* _Exercise prompt_
Could you copy, exactly as written, every line from the first line of the records through the one containing "all map to the"?

* _Collected data entries_
--
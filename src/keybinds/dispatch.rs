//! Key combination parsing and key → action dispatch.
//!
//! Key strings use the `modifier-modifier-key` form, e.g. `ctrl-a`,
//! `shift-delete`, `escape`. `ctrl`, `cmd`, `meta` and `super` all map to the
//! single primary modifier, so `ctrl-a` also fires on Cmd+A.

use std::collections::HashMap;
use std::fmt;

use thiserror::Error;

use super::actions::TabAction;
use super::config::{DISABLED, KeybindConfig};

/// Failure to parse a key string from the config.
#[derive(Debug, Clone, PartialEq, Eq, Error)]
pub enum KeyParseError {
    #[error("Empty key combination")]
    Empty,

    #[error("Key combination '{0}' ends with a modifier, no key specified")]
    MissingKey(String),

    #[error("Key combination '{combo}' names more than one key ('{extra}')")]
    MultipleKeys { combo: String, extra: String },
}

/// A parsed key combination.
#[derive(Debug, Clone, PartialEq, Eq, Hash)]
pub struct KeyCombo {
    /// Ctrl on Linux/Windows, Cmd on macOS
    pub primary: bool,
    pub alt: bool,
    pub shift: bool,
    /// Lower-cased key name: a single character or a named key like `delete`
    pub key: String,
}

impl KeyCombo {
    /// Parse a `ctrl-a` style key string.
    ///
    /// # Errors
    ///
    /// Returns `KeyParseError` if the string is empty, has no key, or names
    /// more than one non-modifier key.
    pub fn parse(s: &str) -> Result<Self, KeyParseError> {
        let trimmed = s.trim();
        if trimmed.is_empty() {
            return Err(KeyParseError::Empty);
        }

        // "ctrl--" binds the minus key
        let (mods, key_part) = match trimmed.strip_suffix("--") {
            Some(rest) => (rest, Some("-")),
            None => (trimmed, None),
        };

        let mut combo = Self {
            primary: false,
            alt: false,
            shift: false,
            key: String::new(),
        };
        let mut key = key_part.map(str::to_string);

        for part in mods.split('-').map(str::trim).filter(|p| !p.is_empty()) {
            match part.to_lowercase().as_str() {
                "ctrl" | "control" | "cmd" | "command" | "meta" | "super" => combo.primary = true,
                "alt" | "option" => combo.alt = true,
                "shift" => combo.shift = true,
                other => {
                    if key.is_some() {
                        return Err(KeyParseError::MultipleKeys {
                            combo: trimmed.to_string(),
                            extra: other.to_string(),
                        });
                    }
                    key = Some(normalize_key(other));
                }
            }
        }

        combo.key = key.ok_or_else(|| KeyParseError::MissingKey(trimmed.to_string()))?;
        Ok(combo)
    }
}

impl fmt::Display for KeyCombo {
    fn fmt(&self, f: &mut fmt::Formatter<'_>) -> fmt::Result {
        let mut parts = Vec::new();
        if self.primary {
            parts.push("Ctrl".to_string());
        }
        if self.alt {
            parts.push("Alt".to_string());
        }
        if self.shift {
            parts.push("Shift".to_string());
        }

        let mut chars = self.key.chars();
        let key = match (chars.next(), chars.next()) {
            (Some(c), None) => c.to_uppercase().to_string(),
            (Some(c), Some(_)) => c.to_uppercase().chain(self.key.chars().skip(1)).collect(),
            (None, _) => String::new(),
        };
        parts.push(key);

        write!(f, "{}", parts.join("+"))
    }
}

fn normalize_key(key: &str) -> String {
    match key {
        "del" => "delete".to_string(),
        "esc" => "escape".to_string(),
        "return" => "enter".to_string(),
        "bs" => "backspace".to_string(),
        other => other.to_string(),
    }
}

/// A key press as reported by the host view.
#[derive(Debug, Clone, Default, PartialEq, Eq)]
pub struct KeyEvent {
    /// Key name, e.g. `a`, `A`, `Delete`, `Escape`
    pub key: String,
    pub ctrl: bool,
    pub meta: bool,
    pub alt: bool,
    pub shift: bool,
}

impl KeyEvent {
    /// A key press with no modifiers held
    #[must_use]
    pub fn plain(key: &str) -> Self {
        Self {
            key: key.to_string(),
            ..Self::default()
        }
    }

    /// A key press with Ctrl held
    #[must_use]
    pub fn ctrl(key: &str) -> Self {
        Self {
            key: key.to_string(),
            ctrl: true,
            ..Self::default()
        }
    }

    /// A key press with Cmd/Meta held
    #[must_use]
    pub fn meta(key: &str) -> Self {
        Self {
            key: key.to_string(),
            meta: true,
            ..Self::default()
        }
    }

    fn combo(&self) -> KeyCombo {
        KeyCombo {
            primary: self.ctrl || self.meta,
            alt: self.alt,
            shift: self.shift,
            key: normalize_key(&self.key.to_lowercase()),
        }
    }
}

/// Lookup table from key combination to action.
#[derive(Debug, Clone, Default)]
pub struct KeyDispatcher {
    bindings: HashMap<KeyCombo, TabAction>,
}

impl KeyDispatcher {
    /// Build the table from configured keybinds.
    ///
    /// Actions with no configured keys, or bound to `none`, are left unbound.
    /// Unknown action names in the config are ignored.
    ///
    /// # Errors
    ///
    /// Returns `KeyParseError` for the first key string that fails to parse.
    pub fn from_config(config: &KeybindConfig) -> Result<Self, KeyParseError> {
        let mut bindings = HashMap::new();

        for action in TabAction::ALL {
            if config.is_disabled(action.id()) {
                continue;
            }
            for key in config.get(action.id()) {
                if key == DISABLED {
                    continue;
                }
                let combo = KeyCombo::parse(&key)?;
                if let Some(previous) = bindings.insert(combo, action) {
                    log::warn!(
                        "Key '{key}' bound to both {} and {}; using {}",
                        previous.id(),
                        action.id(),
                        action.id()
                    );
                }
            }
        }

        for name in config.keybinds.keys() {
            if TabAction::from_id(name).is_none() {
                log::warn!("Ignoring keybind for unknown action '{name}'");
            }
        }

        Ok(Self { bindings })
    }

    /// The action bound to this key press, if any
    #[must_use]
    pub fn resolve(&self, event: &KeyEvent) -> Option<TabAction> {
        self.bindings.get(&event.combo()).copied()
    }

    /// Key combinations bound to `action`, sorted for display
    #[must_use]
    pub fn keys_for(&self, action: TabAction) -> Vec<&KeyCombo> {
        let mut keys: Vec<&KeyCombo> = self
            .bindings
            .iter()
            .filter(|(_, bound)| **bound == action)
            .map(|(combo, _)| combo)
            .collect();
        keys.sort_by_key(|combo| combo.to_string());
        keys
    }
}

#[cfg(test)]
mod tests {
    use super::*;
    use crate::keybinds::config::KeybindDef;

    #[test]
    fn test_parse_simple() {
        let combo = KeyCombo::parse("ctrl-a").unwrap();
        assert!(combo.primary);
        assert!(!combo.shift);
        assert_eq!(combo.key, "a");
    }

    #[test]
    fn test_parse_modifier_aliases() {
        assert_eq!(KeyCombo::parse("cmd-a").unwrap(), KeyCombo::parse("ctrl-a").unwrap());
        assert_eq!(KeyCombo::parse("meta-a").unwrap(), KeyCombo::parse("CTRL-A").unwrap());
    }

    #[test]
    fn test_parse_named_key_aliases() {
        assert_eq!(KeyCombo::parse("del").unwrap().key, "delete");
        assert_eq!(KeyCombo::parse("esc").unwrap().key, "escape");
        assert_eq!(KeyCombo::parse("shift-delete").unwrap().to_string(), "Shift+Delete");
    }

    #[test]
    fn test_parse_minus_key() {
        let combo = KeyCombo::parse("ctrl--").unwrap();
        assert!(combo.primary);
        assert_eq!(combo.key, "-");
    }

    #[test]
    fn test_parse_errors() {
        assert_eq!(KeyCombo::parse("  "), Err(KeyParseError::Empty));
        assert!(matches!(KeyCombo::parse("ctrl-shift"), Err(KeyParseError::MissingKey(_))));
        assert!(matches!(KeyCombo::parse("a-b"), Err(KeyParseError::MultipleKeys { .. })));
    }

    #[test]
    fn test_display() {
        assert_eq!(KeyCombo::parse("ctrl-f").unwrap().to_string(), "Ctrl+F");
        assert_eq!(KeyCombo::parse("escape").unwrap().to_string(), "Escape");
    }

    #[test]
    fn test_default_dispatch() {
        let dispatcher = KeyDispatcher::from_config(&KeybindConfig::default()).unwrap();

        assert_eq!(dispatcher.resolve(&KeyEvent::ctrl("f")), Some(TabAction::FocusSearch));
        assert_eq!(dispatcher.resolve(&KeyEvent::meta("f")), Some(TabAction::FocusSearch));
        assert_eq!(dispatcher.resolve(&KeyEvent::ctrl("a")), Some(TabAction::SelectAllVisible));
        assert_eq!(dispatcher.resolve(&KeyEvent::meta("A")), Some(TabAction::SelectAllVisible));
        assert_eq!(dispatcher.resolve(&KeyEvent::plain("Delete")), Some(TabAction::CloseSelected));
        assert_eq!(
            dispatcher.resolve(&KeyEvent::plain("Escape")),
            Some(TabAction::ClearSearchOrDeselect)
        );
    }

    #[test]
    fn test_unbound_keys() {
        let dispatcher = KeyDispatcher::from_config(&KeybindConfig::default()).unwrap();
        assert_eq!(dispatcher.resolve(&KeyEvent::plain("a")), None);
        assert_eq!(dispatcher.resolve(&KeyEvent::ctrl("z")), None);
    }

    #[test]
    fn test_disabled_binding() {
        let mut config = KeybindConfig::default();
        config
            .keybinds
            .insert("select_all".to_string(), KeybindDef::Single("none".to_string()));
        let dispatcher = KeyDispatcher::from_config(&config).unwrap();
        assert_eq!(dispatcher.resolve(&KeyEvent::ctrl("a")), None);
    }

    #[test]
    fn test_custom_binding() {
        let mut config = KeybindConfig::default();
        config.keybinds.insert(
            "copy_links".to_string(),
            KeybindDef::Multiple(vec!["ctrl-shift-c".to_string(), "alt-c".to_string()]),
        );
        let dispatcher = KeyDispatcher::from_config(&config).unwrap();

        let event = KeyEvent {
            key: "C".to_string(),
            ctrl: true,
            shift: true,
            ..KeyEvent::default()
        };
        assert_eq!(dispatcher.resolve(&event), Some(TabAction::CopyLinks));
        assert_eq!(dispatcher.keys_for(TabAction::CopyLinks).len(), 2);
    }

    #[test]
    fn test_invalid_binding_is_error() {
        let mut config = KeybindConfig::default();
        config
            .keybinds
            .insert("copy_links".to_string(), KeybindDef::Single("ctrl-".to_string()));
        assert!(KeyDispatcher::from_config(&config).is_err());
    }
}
--
* _Output_
filename src/keybinds/dispatch.rs
//! Key combination parsing and key → action dispatch.
//!
//! Key strings use the `modifier-modifier-key` form, e.g. `ctrl-a`,
//! `shift-delete`, `escape`. `ctrl`, `cmd`, `meta` and `super` all map to the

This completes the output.